Bayangkan laut sebagai rumah besar: jika kita terus menambah sampah di sudut ruangan, lama-lama seluruh rumah akan bau dan tidak nyaman. Begitu juga dengan laut, jika kita membiarkan nitrogen menumpuk, dampaknya tidak hanya dirasakan ikan di keramba, tetapi juga seluruh kehidupan laut.
Para peneliti menekankan pentingnya strategi berbasis ekosistem (ecosystem-based management).
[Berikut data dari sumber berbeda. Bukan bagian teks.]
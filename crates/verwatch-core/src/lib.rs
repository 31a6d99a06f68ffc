//! verwatch core
//!
//! Per-service release tracking and update-action orchestration:
//! - Latest-version sources (GitHub releases, any web page) and deployed-version lookups
//! - Commands, WebHooks and notifiers
//! - Tracking loop, update-action orchestrator and retry controller
//! - Service registry and configuration model

#![warn(unreachable_pub)]

pub mod action;
pub mod config;
pub mod context;
pub mod deployed;
pub mod error;
pub mod notify;
pub mod options;
pub mod orchestrator;
pub mod registry;
pub mod retry;
pub mod service;
pub mod source;
pub mod tracker;

pub use action::{Action, CommandAction, Invocation, RunGate, WebHookAction, WebHookKind};
pub use config::Config;
pub use context::{Timing, WatchContext};
pub use deployed::{reconcile_deployed, DeployedVersionSource, WebDeployedVersion};
pub use error::{ActionError, ConfigError, ConfigErrors, QueryError, WatchError};
pub use notify::{Notification, Notifier, NotifierKind, WebNotifier};
pub use options::Options;
pub use orchestrator::{
    dispatch, handle_command, handle_skip, handle_update_actions, handle_webhook,
    updated_version, DispatchReport,
};
pub use registry::ServiceRegistry;
pub use retry::{handle_failed_actions, retry_candidates, should_retry_all};
pub use service::Service;
pub use source::{GitHubSource, SourceType, VersionSource, WebSource};
pub use tracker::{check_once, spawn_tracker, track, CheckOutcome};

/// Version of this crate
pub const VERSION: &str = env!("CARGO_PKG_VERSION");
impl ParamKind {
    pub fn parse(kind: &str) -> Option<Self> {
        match kind {
            "string" => Some(Self::String { max_length: None }),
            "integer" => Some(Self::Integer { max_value: None }),
            "boolean" => Some(Self::Boolean),
            "fields" => Some(Self::Fields(FieldsRule::default())),
            _ => None,
        }
    }

    pub fn name(&self) -> &'static str {
        match self {
            Self::String { .. } => "string",
            Self::Integer { .. } => "integer",
            Self::Boolean => "boolean",
            Self::Fields(_) => "fields",
        }
    }
}

impl fmt::Display for ParamKind {
    fn fmt(&self, f: &mut fmt::Formatter<'_>) -> fmt::Result {
        f.write_str(self.name())
    }
}

/// Allow/deny rules for field-list params.
#[derive(Debug, Clone, PartialEq, Default)]
pub struct FieldsRule {
    pub allowed_fields: Option<BTreeSet<String>>,
    pub denied_fields: BTreeSet<String>,
    pub supports_star: bool,
}

/// Decoded value of a param for one request.
#[derive(Debug, Clone, PartialEq)]
pub enum TypedValue {
    Text(Vec<String>),
    Integer(Vec<i64>),
    Boolean(bool),
    Fields(Vec<String>),
}

/// Per-evaluation state of one param.
#[derive(Debug, Clone, PartialEq, Default)]
pub struct ParamState {
    pub enabled: bool,
    pub value: Option<TypedValue>,
}

/// A declared, weighted and validated request parameter.
#[derive(Debug, Clone, PartialEq)]
pub struct Param {
    pub name: String,
    pub allowed: bool,
    pub weight_constant: f64,
    pub weight_factor: f64,
    pub multi_value: bool,
    pub kind: ParamKind,
}
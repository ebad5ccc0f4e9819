//! Configuration for the solrgate search gateway.
//!
//! This crate owns everything the gateway reads from `solrgate.toml`:
//! - Server, logging and backend connection settings
//! - Per-handler default and forced parameter maps
//! - The admission-control policy definition (fields, components, params)
//!
//! Configuration is loaded from a TOML file with `SOLRGATE__*` environment
//! overrides and can be watched for changes so the server can rebuild its
//! runtime state without a restart.
//!
//! # Example
//!
//! ```ignore
//! use solrgate_config::loader::load_config;
//!
//! let cfg = load_config(Some("solrgate.toml"))?;
//! let select = cfg.handler("select").expect("handler configured");
//! let defaults = select.default_params();
//! ```

pub mod loader;
pub mod params;
pub mod types;
pub mod watcher;

pub use params::{ParamMap, ParamValue, ParamValues};
pub use types::{
    AppConfig, ComponentSettings, EntitlementConfig, FieldSettings, HandlerConfig, LoggingConfig,
    ParamSettings, PolicySettings, ServerConfig, SolrConfig, SuggestConfig, UnlistedSettings,
};
pub use watcher::{FileWatcher, FileWatcherConfig, ReloadEvent, WatchHandle};

/// Error types for configuration operations
#[derive(Debug, thiserror::Error)]
pub enum ConfigError {
    #[error("IO error: {0}")]
    Io(#[from] std::io::Error),

    #[error("Parse error: {0}")]
    Parse(String),

    #[error("Validation error: {0}")]
    Validation(String),

    #[error("Watcher error: {0}")]
    Watcher(String),
}

impl ConfigError {
    pub fn parse(msg: impl Into<String>) -> Self {
        Self::Parse(msg.into())
    }

    pub fn validation(msg: impl Into<String>) -> Self {
        Self::Validation(msg.into())
    }

    pub fn watcher(msg: impl Into<String>) -> Self {
        Self::Watcher(msg.into())
    }
}

/// Result type for configuration operations
pub type Result<T> = std::result::Result<T, ConfigError>;
//! Logging setup. The level filter sits behind a reload layer so a config
//! reload can change `logging.level` without restarting.

use std::sync::OnceLock;

use tracing_subscriber::{EnvFilter, Registry, fmt, prelude::*, reload};

type FilterHandle = reload::Handle<EnvFilter, Registry>;

static FILTER_HANDLE: OnceLock<FilterHandle> = OnceLock::new();

/// Install the global subscriber at `info`, or at `RUST_LOG` when set.
pub fn init_tracing() {
    init_tracing_with_level("info");
}

pub fn init_tracing_with_level(level: &str) {
    let filter = if std::env::var_os("RUST_LOG").is_some() {
        EnvFilter::try_from_default_env().unwrap_or_else(|_| EnvFilter::new(level))
    } else {
        EnvFilter::new(level)
    };

    let (filter_layer, handle) = reload::Layer::new(filter);
    let _ = FILTER_HANDLE.set(handle);

    let _ = tracing_subscriber::registry()
        .with(filter_layer)
        .with(fmt::layer())
        .try_init();
}

/// Switch the active level. No-op when `RUST_LOG` pins the filter or the
/// subscriber was installed elsewhere.
pub fn apply_logging_level(level: &str) {
    if std::env::var_os("RUST_LOG").is_some() {
        return;
    }
    let Some(handle) = FILTER_HANDLE.get() else {
        return;
    };
    if let Err(e) = handle.reload(EnvFilter::new(level)) {
        tracing::warn!(error = %e, level, "Failed to apply logging level");
    }
}
use std::io::Write;

use solrgate_config::ConfigError;
use solrgate_config::loader::load_config_with_default_path;

fn write_config(contents: &str) -> tempfile::NamedTempFile {
    let mut file = tempfile::Builder::new()
        .suffix(".toml")
        .tempfile()
        .expect("create temp config");
    file.write_all(contents.as_bytes()).expect("write config");
    file
}

#[test]
fn loads_handlers_and_policy_from_file() {
    let file = write_config(
        r#"
[server]
port = 9191

[entitlement]
enabled = true
url = "http://entitlements.local/filter"

[handlers.suggest.defaults]
"suggest.dictionary" = "titles"

[policy.components.suggest]
default_enabled = false

[[policy.components.suggest.params]]
name = "q"
type = "string"
weight_factor = 0.1
max_length = 100
"#,
    );

    let cfg = load_config_with_default_path(Some(file.path())).expect("valid config");
    assert_eq!(cfg.server.port, 9191);
    assert!(cfg.entitlement.enabled);
    assert_eq!(
        cfg.handler("suggest").unwrap().default_params()["suggest.dictionary"],
        vec!["titles"]
    );
    let component = &cfg.policy.components["suggest"];
    assert!(!component.default_enabled);
    assert!(component.allowed);
    assert_eq!(component.params[0].max_length, Some(100));
}

#[test]
fn rejects_handler_without_component() {
    let file = write_config(
        r#"
[handlers.select.defaults]
rows = 10
"#,
    );

    let err = load_config_with_default_path(Some(file.path())).unwrap_err();
    assert!(matches!(err, ConfigError::Validation(msg) if msg.contains("select")));
}

#[test]
fn rejects_malformed_toml() {
    let file = write_config("[server\nport = 1");
    let err = load_config_with_default_path(Some(file.path())).unwrap_err();
    assert!(matches!(err, ConfigError::Parse(_)));
}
Artinya, saat mengembangkan peternakan ikan, kita tidak boleh hanya fokus pada keuntungan ekonomi jangka pendek, tetapi juga pada keberlanjutan lingkungan dalam jangka panjang.
Peternakan ikan di laut lepas adalah salah satu solusi untuk memenuhi kebutuhan pangan dunia yang terus meningkat. Namun, seperti yang ditunjukkan penelitian ini, kita harus hati-hati agar solusi tersebut tidak menciptakan masalah baru.
Nitrogen adalah sahabat sekaligus musuh: dalam jumlah tepat, ia mendukung kehidupan, tetapi dalam jumlah berlebih, ia bisa merusaknya.
Dengan pengelolaan yang cerdas, teknologi yang tepat, dan kesadaran akan pentingnya keseimbangan ekosistem, peternakan ikan bisa benar-benar menjadi sumber pangan berkelanjutan tanpa mengorbankan kesehatan laut.
Baca juga artikel tentang: Probiotik dan Herbal, Duo Ajaib Penjaga Kesehatan Ikan Mas
REFERENSI:
Simone, Michelle N dkk. 2025. From Nitrogen Loss to Retention: The Intensity and Duration of Organic Loading from Fish Farms Alter the Fate of Nitrogen in the Cohesive Surface Sediments. ACS ES&T Water.